Crossing Lake Superior, also known as the watery grave of the Edmund Fitzgerald, is not an expedition to be taken lightly. You can die. It’s pretty serious stuff. But apparently I was less worried about death than a summer gaping with boredom and megalomaniac hippies behaving eerily like Ricky Roma and Dave Moss from Glengarry Glenn Ross.
The co-captains of the crossing would be Laura and Sarah. They were two years ahead of me and they went to public school while I went to parochial. Sarah was my first girl crush. She was, and is, a beauty. Quiet, extremely bright and quick with a come-back if you were disparaging to her or her friends. She was like Ione Sky in Say Anything except with the endowments of Marilyn Monroe. And I wanted to be like her. Which for some reason I couldn’t cop to, even in my journal:
8/10/94
The thing about this trip. I came unknowing. I feel at times like I know very little, especially around Sarah. It is funny. I never knew her really, but I was always in awe of her. She was this friend of Laura’s who seemed so amazingly angelic and perfect to me that she seemed untouchable. But I think I have come to realize that things and people as well, aren’t all that they may appear to be. I no longer feel in awe of Sarah (I was full of shit – I was totally in awe of her and remember eating tons of homemade pie at Silver Islet because I wanted curves like her). Sometimes I think I am being jealous or childish. (Ya think)?

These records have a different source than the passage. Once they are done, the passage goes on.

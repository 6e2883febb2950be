use super::{run, run_with};
use crate::cli::commands::run_whoami;
use plugkit_core::config::{DownloadDefaults, PlugkitConfig};
use plugkit_core::env::{MapEnv, CI_ENV, PROJECT_ENV};
use std::io::Cursor;

fn json(out: &str) -> serde_json::Value {
    serde_json::from_str(out).unwrap()
}

#[test]
fn download_config_defaults() {
    let v = json(&run(&["plugkit", "download-config"], "").unwrap());
    assert_eq!(v["target"], ".");
    assert_eq!(v["limit"], 0);
    assert_eq!(v["exclusions"], serde_json::json!([]));
    assert_eq!(v["props"], serde_json::json!([]));
    assert_eq!(v["download"]["min_split_size"], 5120);
    assert_eq!(v["download"]["split_count"], 3);
    assert_eq!(v["download"]["threads"], 3);
    assert_eq!(v["download"]["skip_checksum"], false);
    assert_eq!(v["download"]["symlink"], true);
}

#[test]
fn download_config_overrides() {
    let out = run(
        &[
            "plugkit",
            "download-config",
            "--target",
            "out/",
            "--exclusions",
            "*.tmp;*.log",
            "--props",
            "a=1;b=2",
            "--limit",
            "0x10",
            "--split-count",
            "15",
            "--min-split",
            "1024",
            "--skip-checksum",
        ],
        "",
    )
    .unwrap();
    let v = json(&out);
    assert_eq!(v["target"], "out/");
    assert_eq!(v["exclusions"], serde_json::json!(["*.tmp", "*.log"]));
    assert_eq!(v["props"], serde_json::json!(["a=1", "b=2"]));
    assert_eq!(v["limit"], 16);
    assert_eq!(v["download"]["split_count"], 15);
    assert_eq!(v["download"]["min_split_size"], 1024);
    assert_eq!(v["download"]["skip_checksum"], true);
}

#[test]
fn download_config_bad_limit_is_ignored() {
    let v = json(&run(&["plugkit", "download-config", "--limit", "lots"], "").unwrap());
    assert_eq!(v["limit"], 0);
}

#[test]
fn download_config_rejects_split_count_over_max() {
    let err = run(&["plugkit", "download-config", "--split-count", "16"], "").unwrap_err();
    assert_eq!(
        err.to_string(),
        "The '--split-count' option value is limited to a maximum of 15."
    );
}

#[test]
fn download_config_rejects_bad_threads() {
    let err = run(&["plugkit", "download-config", "--threads", "0"], "").unwrap_err();
    assert!(err.to_string().contains("--threads"));
}

#[test]
fn download_config_uses_configured_defaults() {
    let cfg = PlugkitConfig {
        download: DownloadDefaults {
            min_split_kb: 100,
            split_count: 5,
            max_split_count: 6,
            threads: 9,
        },
        log_filter: None,
    };
    let v = json(&run_with(&["plugkit", "download-config"], "", &cfg).unwrap());
    assert_eq!(v["download"]["min_split_size"], 100);
    assert_eq!(v["download"]["split_count"], 5);
    assert_eq!(v["download"]["threads"], 9);
    assert!(run_with(&["plugkit", "download-config", "--split-count", "7"], "", &cfg).is_err());
}

#[test]
fn deprecated_alias_runs_download_config() {
    let old = run(&["plugkit", "dl-config", "--threads", "4"], "").unwrap();
    let new = run(&["plugkit", "download-config", "--threads", "4"], "").unwrap();
    assert_eq!(old, new);
}

#[test]
fn flags_lists_sorted_descriptors() {
    let out = run(&["plugkit", "flags", "download-config"], "").unwrap();
    let names: Vec<&str> = out
        .lines()
        .map(|l| l.split_whitespace().next().unwrap())
        .collect();
    assert_eq!(
        names,
        [
            "--exclusions",
            "--limit",
            "--min-split",
            "--props",
            "--skip-checksum",
            "--split-count",
            "--target",
            "--threads",
        ]
    );
}

#[test]
fn flags_unknown_command() {
    let out = run(&["plugkit", "flags", "deploy"], "").unwrap();
    assert_eq!(out.trim(), "no flags registered for 'deploy'");
}

#[test]
fn flags_wrong_argument_count() {
    let err = run(&["plugkit", "flags"], "").unwrap_err();
    assert_eq!(err.to_string(), "Wrong number of arguments (0).");
    let err = run(&["plugkit", "flags", "a", "b"], "").unwrap_err();
    assert_eq!(err.to_string(), "Wrong number of arguments (2).");
}

#[test]
fn exec_echoes_arguments() {
    let out = run(&["plugkit", "exec", "a", "--b", "c"], "").unwrap();
    assert_eq!(out, "a\n--b\nc\n");
}

#[test]
fn exec_bare_help_prints_nothing_to_output() {
    let out = run(&["plugkit", "exec", "--help"], "").unwrap();
    assert_eq!(out, "");
}

#[test]
fn whoami_reads_token_from_stdin() {
    let out = run(&["plugkit", "whoami", "--access-token-stdin"], "tok123\n").unwrap();
    assert!(out.contains("access token: 6 characters"));
    assert!(!out.contains("tok123"));
}

#[test]
fn whoami_rejects_both_token_sources() {
    let err = run(
        &["plugkit", "whoami", "--access-token", "x", "--access-token-stdin"],
        "y",
    )
    .unwrap_err();
    assert!(err.to_string().contains("mutually exclusive"));
}

#[test]
fn whoami_project_and_quiet_from_env() {
    let ctx = super::context(&["plugkit", "whoami"]);
    let env = MapEnv::new().with(PROJECT_ENV, "proj1").with(CI_ENV, "true");
    let mut out = Vec::new();
    run_whoami(&ctx, &env, &mut Cursor::new(""), &mut out).unwrap();
    let out = String::from_utf8(out).unwrap();
    assert_eq!(out, "project: proj1\nquiet: true\naccess token: <none>\n");

    let ctx = super::context(&["plugkit", "whoami", "--project", "proj2", "--quiet=false"]);
    let mut out = Vec::new();
    run_whoami(&ctx, &env, &mut Cursor::new(""), &mut out).unwrap();
    let out = String::from_utf8(out).unwrap();
    assert_eq!(out, "project: proj2\nquiet: false\naccess token: <none>\n");
}

#[test]
fn download_config_negative_values_reach_validation() {
    let err = run(&["plugkit", "download-config", "--split-count", "-1"], "").unwrap_err();
    assert_eq!(
        err.to_string(),
        "the '--split-count' option cannot have a negative value"
    );

    let err = run(&["plugkit", "download-config", "--threads", "-2"], "").unwrap_err();
    assert!(err.to_string().contains("--threads"));

    let v = json(&run(&["plugkit", "download-config", "--min-split", "-5"], "").unwrap());
    assert_eq!(v["download"]["min_split_size"], -5);
}

#[test]
fn download_config_negative_limit_is_parsed() {
    let v = json(&run(&["plugkit", "download-config", "--limit", "-0x10"], "").unwrap());
    assert_eq!(v["limit"], -16);
}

I’m sitting in my apartment in Queens with yoga toes on my feet right now. Those are the gel devices that spread your toes apart and are supposed to provide a yoga ‘work-out’ for your foot muscles. This is the kind of shit I spend my money on, instead of something responsible like a new cutting board or socks. My right toes have been tingling the last few days and I am playing the hypochondriac and worrying about all the awful, morbid things that this could mean. I don’t have health insurance and although things are looking promising on the acting front, let’s face it – this business is a crap shoot. A crap shoot that seems to also have the momentum of molasses. So I guess I feel unsettled. Don’t grown-ups feel settled? Don’t they have health insurance? Don’t they have careers that pay them a comfortable or at least a decent salary? Not necessarily, I guess. My point is, I should have health insurance. I should have a baby or at least the conditions under which it would be safe or at least considered a good idea to have one. I should own something more substantial than an ipod nano (which I lost).
Great. Now you're all gonna think I’m clueless and unsettled. I’m figuring it out is all. I think that’s the best I can do right now. And actually I don’t think anyone ever has it all figured out ever. At least I’m not nineteen anymore. Sweet Christ, that was SO tough. Also – did I mention I have a show? Running at Upright Citizen’s Brigade? Featured in Time Out NY? I AM a grown up see?! My show is sort of my life right now and I’ll probably corner you later and give you a postcard. (except i didn't have any postcards to give out at the show. whoops.). I'm working on it folks.